Transcribe the records below exactly, from their first line through the line containing "use tokio::process::Command;". Omit every line after it.
+++ The input
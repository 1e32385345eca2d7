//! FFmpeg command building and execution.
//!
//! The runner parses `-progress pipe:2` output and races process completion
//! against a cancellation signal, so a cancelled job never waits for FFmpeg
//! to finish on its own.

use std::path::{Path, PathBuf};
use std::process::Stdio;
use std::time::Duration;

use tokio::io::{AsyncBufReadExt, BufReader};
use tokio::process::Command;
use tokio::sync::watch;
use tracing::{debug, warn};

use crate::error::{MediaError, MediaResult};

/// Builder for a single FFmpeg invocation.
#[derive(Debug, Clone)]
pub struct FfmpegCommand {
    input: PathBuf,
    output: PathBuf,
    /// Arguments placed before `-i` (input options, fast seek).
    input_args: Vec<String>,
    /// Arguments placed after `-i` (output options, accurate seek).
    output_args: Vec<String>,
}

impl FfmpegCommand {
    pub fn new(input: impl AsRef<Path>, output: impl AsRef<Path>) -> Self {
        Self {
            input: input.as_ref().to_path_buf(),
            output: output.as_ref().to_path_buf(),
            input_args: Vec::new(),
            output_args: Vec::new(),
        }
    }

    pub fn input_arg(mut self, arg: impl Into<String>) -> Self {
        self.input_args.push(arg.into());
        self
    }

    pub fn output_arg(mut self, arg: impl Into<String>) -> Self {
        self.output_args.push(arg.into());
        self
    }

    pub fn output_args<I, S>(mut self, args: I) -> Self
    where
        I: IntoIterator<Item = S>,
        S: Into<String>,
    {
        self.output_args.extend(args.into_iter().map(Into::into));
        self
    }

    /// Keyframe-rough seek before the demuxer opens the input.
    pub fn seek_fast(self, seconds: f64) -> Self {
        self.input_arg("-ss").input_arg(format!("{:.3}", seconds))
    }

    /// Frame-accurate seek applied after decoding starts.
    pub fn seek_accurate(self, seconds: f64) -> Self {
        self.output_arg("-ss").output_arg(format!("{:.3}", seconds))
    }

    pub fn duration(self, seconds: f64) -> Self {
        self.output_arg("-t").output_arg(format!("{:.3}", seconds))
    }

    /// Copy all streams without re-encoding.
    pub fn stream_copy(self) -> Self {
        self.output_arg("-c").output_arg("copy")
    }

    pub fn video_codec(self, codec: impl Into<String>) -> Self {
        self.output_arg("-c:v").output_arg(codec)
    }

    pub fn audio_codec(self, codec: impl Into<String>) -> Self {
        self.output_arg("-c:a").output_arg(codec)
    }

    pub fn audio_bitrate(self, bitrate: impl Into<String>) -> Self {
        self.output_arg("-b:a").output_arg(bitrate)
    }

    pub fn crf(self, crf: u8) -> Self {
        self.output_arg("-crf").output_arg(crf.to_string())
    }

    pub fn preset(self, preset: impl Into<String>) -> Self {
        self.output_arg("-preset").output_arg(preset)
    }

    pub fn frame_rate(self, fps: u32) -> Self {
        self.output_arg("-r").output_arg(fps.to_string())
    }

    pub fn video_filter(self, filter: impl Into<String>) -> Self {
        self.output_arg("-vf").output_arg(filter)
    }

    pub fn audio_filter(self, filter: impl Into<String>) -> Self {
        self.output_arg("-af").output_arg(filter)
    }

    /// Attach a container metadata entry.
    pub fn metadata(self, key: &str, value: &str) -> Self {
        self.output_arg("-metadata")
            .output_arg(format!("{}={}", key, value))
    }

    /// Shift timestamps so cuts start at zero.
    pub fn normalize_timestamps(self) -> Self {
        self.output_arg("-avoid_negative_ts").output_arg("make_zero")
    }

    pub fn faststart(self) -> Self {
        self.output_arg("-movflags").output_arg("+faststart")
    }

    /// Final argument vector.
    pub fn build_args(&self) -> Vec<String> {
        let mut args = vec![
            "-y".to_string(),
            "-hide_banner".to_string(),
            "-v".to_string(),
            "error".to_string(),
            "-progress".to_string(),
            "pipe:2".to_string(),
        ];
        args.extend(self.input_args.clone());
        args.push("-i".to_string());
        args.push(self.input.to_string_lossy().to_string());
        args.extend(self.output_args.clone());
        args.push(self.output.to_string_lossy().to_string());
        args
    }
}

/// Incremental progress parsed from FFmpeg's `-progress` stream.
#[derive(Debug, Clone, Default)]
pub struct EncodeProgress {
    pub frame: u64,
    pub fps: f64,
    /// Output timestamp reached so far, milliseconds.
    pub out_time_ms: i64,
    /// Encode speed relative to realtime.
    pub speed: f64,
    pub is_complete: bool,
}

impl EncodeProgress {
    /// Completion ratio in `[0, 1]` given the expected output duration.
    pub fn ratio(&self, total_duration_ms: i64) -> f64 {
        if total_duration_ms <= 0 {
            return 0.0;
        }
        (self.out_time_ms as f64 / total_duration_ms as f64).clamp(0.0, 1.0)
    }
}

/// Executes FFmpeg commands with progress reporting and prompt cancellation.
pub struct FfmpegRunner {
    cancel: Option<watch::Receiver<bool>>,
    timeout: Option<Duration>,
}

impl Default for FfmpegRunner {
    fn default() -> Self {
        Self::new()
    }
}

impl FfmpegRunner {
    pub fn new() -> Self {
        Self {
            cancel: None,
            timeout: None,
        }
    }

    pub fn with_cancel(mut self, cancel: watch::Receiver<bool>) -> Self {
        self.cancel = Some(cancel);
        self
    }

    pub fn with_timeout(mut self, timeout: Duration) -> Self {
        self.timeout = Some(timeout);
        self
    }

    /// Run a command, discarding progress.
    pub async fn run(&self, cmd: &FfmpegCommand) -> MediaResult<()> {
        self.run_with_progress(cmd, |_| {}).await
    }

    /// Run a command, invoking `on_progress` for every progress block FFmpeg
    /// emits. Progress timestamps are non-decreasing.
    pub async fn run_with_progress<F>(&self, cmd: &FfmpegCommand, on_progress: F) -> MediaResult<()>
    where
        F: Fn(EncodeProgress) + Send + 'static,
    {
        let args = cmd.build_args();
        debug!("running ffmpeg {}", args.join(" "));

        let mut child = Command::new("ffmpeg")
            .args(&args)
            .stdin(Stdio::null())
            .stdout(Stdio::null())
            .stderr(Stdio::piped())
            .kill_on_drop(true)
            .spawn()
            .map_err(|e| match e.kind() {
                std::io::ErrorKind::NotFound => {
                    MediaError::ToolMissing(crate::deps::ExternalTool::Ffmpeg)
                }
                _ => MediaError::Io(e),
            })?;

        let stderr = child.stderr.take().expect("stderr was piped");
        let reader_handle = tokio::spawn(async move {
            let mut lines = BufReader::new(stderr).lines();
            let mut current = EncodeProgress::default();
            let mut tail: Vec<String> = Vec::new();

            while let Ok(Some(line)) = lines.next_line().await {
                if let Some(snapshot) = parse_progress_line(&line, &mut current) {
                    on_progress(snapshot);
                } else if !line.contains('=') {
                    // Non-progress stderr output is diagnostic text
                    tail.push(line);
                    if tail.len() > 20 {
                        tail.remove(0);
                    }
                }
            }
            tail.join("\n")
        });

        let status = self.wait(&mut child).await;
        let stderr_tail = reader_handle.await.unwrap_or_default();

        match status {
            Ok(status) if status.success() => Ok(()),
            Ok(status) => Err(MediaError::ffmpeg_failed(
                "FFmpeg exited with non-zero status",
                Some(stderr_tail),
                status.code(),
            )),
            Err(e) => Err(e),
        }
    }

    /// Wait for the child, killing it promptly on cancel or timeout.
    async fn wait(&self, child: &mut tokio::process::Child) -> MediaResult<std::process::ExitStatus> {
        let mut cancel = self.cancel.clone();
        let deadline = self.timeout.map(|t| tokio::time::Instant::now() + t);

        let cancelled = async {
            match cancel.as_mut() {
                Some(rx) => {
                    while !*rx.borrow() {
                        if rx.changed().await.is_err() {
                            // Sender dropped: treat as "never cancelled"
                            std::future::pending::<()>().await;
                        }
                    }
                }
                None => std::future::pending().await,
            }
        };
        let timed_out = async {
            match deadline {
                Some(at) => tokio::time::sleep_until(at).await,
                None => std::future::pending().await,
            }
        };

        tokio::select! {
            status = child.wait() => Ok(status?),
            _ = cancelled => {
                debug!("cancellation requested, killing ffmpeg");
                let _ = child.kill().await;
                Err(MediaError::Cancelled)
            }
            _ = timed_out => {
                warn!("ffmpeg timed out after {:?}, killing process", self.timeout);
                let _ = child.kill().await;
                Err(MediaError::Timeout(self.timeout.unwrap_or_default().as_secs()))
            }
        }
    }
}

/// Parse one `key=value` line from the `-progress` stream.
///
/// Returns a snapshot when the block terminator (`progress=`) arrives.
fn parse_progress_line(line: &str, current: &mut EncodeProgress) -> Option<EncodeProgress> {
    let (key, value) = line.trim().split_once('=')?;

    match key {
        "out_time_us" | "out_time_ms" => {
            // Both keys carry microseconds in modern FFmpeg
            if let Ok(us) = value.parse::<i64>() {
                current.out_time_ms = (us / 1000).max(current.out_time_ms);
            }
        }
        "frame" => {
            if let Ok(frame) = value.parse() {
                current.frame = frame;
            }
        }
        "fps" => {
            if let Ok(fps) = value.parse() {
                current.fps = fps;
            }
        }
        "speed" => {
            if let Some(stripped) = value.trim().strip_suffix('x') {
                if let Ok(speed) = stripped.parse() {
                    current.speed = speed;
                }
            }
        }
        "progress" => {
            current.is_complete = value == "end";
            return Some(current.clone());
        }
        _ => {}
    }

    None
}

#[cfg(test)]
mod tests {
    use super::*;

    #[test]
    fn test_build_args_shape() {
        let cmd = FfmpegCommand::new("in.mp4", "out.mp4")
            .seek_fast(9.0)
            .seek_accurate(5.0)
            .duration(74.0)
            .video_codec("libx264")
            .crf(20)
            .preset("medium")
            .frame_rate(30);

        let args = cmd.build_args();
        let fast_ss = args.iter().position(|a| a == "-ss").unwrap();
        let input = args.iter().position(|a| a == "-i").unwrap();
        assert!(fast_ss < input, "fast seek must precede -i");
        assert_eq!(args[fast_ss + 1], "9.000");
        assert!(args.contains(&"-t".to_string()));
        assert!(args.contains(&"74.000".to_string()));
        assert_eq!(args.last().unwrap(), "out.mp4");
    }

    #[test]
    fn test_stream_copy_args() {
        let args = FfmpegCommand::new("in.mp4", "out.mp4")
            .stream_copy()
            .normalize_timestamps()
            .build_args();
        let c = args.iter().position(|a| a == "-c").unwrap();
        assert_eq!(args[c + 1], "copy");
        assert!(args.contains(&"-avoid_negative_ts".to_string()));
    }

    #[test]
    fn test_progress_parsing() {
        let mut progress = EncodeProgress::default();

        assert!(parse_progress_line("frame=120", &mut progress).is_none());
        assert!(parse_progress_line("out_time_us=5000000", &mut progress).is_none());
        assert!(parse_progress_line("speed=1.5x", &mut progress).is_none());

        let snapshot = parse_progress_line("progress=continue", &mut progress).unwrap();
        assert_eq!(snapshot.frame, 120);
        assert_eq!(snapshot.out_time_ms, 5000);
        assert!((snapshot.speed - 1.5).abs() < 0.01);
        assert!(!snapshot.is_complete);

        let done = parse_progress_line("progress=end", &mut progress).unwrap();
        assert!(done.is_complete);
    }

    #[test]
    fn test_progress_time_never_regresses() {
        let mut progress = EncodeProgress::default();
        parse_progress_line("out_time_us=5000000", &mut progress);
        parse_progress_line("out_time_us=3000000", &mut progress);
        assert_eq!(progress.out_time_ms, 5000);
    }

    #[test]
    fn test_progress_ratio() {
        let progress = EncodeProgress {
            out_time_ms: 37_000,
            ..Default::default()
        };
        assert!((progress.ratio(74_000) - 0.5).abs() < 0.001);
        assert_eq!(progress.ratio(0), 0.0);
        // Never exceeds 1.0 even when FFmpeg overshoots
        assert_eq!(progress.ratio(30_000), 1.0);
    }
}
++++++
## Answer to the exercise
repository 1e32385345eca2d7
//! FFmpeg command building and execution.
//!
//! The runner parses `-progress pipe:2` output and races process completion
//! against a cancellation signal, so a cancelled job never waits for FFmpeg
//! to finish on its own.

use std::path::{Path, PathBuf};
use std::process::Stdio;
use std::time::Duration;

use tokio::io::{AsyncBufReadExt, BufReader};
use tokio::process::Command;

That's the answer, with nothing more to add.